DATASET CONTENT
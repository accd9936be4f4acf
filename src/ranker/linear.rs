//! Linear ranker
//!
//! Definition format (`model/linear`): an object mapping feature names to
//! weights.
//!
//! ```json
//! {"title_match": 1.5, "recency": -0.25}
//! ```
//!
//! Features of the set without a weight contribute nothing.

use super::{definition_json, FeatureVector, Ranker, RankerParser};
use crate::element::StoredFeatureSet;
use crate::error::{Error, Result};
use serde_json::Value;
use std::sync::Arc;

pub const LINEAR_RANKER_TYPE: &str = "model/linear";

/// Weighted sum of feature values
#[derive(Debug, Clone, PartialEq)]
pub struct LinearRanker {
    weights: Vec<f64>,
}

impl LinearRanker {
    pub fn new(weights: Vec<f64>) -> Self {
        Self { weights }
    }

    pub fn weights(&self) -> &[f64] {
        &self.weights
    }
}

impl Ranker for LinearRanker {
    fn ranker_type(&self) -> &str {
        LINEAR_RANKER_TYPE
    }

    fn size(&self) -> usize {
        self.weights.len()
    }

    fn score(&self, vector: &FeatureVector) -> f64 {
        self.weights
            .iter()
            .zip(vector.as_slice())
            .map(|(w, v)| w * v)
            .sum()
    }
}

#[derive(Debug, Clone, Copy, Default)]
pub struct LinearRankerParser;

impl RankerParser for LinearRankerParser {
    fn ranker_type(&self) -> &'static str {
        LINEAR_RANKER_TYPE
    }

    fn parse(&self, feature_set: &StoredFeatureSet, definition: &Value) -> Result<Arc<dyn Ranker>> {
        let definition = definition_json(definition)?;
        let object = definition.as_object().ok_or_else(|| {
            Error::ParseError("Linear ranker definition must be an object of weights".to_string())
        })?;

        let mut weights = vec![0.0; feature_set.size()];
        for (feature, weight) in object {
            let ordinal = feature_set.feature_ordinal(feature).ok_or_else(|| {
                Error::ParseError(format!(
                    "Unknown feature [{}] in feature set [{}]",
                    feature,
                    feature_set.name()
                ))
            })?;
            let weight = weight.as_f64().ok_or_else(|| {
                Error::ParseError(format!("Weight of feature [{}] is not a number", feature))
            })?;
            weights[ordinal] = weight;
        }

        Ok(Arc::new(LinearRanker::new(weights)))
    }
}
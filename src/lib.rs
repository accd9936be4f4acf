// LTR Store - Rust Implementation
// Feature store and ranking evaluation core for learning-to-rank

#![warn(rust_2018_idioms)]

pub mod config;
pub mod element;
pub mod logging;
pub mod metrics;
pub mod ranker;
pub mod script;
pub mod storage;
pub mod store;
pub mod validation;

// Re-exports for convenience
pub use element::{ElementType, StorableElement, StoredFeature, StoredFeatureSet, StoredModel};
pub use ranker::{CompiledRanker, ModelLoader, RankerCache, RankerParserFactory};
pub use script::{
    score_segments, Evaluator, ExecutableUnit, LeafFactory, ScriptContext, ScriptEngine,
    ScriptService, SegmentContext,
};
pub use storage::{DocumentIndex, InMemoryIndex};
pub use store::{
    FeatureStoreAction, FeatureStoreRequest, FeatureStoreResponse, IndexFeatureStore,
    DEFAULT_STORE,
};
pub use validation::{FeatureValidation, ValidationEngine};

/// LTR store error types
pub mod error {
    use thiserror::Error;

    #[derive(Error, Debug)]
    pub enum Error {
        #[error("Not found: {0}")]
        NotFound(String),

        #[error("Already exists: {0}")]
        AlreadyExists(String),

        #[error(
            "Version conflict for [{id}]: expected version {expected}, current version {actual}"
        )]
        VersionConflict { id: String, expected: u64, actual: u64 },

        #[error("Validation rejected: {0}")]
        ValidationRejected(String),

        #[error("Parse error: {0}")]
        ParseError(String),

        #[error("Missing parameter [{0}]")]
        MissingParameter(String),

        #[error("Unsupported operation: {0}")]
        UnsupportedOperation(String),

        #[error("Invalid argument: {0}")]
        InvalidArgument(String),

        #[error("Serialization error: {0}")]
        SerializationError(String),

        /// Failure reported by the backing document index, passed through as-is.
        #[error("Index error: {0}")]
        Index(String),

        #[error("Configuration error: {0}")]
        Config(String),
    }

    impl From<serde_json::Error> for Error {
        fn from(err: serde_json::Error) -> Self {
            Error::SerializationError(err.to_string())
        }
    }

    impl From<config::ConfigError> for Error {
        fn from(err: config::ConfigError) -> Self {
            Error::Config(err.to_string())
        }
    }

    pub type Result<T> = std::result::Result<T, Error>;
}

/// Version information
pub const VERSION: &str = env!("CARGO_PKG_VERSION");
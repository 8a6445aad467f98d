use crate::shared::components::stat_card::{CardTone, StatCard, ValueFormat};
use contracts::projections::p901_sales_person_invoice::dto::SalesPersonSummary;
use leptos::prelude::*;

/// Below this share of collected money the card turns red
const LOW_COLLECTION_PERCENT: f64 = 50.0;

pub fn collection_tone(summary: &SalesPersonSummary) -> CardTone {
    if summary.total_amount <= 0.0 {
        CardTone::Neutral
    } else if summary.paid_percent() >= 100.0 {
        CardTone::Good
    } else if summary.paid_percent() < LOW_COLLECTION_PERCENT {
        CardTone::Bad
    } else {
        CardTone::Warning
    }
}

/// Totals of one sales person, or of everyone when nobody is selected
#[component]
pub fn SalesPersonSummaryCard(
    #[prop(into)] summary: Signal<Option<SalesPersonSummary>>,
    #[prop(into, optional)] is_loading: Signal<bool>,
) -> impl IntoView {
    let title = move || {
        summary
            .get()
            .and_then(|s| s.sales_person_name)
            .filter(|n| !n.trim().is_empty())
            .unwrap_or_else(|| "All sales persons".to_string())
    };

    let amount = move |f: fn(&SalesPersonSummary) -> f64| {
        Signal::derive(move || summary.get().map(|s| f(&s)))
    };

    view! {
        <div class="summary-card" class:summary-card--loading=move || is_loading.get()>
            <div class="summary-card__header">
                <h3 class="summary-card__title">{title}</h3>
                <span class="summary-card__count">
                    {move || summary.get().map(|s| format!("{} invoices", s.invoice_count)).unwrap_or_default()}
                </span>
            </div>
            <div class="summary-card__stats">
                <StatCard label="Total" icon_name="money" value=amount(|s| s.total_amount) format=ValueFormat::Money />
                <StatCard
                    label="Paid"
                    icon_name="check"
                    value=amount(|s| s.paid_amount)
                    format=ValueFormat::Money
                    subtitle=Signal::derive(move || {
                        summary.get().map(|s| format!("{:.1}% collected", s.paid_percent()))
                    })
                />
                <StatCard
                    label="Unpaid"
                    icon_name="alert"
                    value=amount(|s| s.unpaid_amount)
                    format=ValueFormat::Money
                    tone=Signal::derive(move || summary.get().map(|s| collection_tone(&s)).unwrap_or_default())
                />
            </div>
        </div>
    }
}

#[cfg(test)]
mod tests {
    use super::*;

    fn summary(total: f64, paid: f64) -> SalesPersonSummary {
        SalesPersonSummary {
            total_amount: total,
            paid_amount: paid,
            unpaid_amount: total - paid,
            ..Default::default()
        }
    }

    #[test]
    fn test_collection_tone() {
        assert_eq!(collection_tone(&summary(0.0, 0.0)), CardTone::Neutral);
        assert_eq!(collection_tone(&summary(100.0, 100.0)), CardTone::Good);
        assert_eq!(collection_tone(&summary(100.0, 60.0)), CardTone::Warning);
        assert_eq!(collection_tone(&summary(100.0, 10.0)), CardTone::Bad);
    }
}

WORK INSTRUCTIONS
Report the number of lines in the material above holding the word "ParseError", without anything else.

FINISHED TASK
4